Il problema però, mettendo volutamente da parte qualunque discussione su quanto tutto ciò sia effettivamente un videogame, è forse il caos che va a crearsi mentre si cerca, a volte a tentoni, di farsi strada nel caso. La motivazione è da ricercarsi prettamente nel modo in cui il team ha deciso di portare avanti l’avventura che, come detto, è nulla più che un inarrestabile film in computer grafica, occasionalmente percorso da bivi decisionali, fasi di ricerca e QTE. Meccaniche doverose, ma che lasciano poco spazio a quello che è il respiro che la storia avrebbe meritato, evidentemente sacrificato per necessità di dinamiche ludiche, ovvero il dover creare un qualcosa che potesse essere iniziato e completato durante un dopo cena tra amici. Questo incedere confusionario ed a tratti raffazzonato potrebbe poi essere degnamente recuperato in virtù di una seconda, una terza o una quarta run. Peccato solo che proprio nelle battute finali il gioco si spari tutte le sue cartucce, concedendo allo spettatore un numero esorbitante di informazioni chiarificatrici il cui risultato altro non è che quello di scoraggiare una seconda partita.

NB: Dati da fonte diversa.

impl SerpentForm {
    pub fn new(
        origin: Vec2,
        speed: f32,
        frequency: f32,
        amplitude: f32,
        radius: f32,
        trail_length: usize,
        proxy_stride: usize,
    ) -> Result<Self, HazardError> {
        Ok(Self {
            speed,
            frequency,
            amplitude,
            radius,
            anchor_x: origin.x,
            start_y: origin.y,
            age: 0.0,
            trail: Trail::new(trail_length, proxy_stride)?,
        })
    }

    fn integrate(&mut self, dt: f32) -> Vec2 {
        self.age += dt;
        let head = Vec2::new(
            serpentine_x(self.anchor_x, self.amplitude, self.frequency, self.age),
            self.start_y - self.speed * self.age,
        );
        self.trail.push(head);
        head
    }

    #[inline(always)]
    pub fn trail(&self) -> &Trail {
        &self.trail
    }
}

/// Shape variant of a hazard plus the pure function producing its final
/// collidable geometry. The active hitbox may differ from the telegraph
/// preview (a beam warns at half extent and strikes at full extent); only
/// the active geometry is in-contract here.
#[derive(Clone, Debug)]
pub enum HazardForm {
    Circle { radius: f32 },
    Square { half_extent: f32 },
    /// Anchored at the bottom edge, grows upward to full field height.
    VerticalBeam { width: f32 },
    /// Anchored at one side edge, sweeps across the full field width.
    HorizontalBeam { height: f32, from_right: bool },
    /// Anchored at its emitter, extends along `angle`.
    ThinBeam { length: f32, thickness: f32, angle: f32 },
    Serpent(SerpentForm),
}

impl HazardForm {
    pub const fn kind_name(&self) -> &'static str {
        match self {
            Self::Circle { .. } => "circle",
            Self::Square { .. } => "square",
            Self::VerticalBeam { .. } => "vertical_beam",
            Self::HorizontalBeam { .. } => "horizontal_beam",
            Self::ThinBeam { .. } => "thin_beam",
            Self::Serpent(_) => "serpent",
        }
    }

    /// Facing used by renderers and volley math.
    pub fn orientation(&self) -> f32 {
        match self {
            Self::ThinBeam { angle, .. } => *angle,
            Self::HorizontalBeam { from_right, .. } => {
                if *from_right {
                    std::f32::consts::PI
                } else {
                    0.0
                }
            }
            _ => 0.0,
        }
    }

    /// Final collidable shape and placement relative to the anchor.
    /// Serpents collide through their trail proxies instead.
    pub fn active_hitbox(&self, field: &FieldSpec) -> Option<Hitbox> {
        match *self {
            Self::Circle { radius } => Some(Hitbox::circle(radius)),
            Self::Square { half_extent } => {
                Some(Hitbox::rect(Vec2::splat(half_extent), Vec2::ZERO, 0.0))
            }
            Self::VerticalBeam { width } => Some(Hitbox::rect(
                Vec2::new(width * 0.5, field.height * 0.5),
                Vec2::new(0.0, -field.height * 0.5),
                0.0,
            )),
            Self::HorizontalBeam { height, from_right } => {
                let dir = if from_right { -1.0 } else { 1.0 };
                Some(Hitbox::rect(
                    Vec2::new(field.width * 0.5, height * 0.5),
                    Vec2::new(dir * field.width * 0.5, 0.0),
                    0.0,
                ))
            }
            Self::ThinBeam { length, thickness, angle } => Some(Hitbox::rect(
                Vec2::new(length * 0.5, thickness * 0.5),
                Vec2::new(length * 0.5, 0.0),
                angle,
            )),
            Self::Serpent(_) => None,
        }
    }
}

Il bello è che poco importa che si incastri, ad esempio, il peggior finale disponibile. Le informazioni offerte dal gioco su tutto il caso sono comunque troppe, tali da non lasciare davvero nessun gusto nella partita successiva, salvo quello per la collezione dei trofei, che comunque, almeno è nostro giudizio, non è certo il motore di una serata tra amici… A meno che di cognome non facciate Cooper o Hofstadter, s’intende.

In sintesi un peccato raro. Perché a guardarlo bene, dietro questo Hidden Agenda c’è un lavoro di fino, tanto per la motion capture che per la resa generale, forse azzoppata da una regia un po’ balbuziente, ma comunque nel complesso pregevole se si considera soprattutto la natura economica del titolo.

Verdetto:

Hidden Agenda è un titolo interessante, e certamente uno dei più maturi del panorama PlayLink. Di sicuro siamo sulla buona strada per dare a questa particolare lineup PS4 una configurazione accattivante, e la speranza è che questo momentaneo amore per le uscite a tema non sia, come spesso è capitato per Sony, un fuoco di paglia. Purtroppo siamo ancora molto lontani da qualcosa di anche solo vagamente perfetto, dove “perfetto” si intende nella summa ottimale di gameplay, immediatezza e divertimento, paradigmi imprescindibili per un party game d’antonomasia, ed a cui la linea PlayLink ancora non riesce ad ambire. C’è da dire che qui siamo dalle parti del puro sperimentalismo, ma forse questa non è necessariamente una giustificazione a fare male.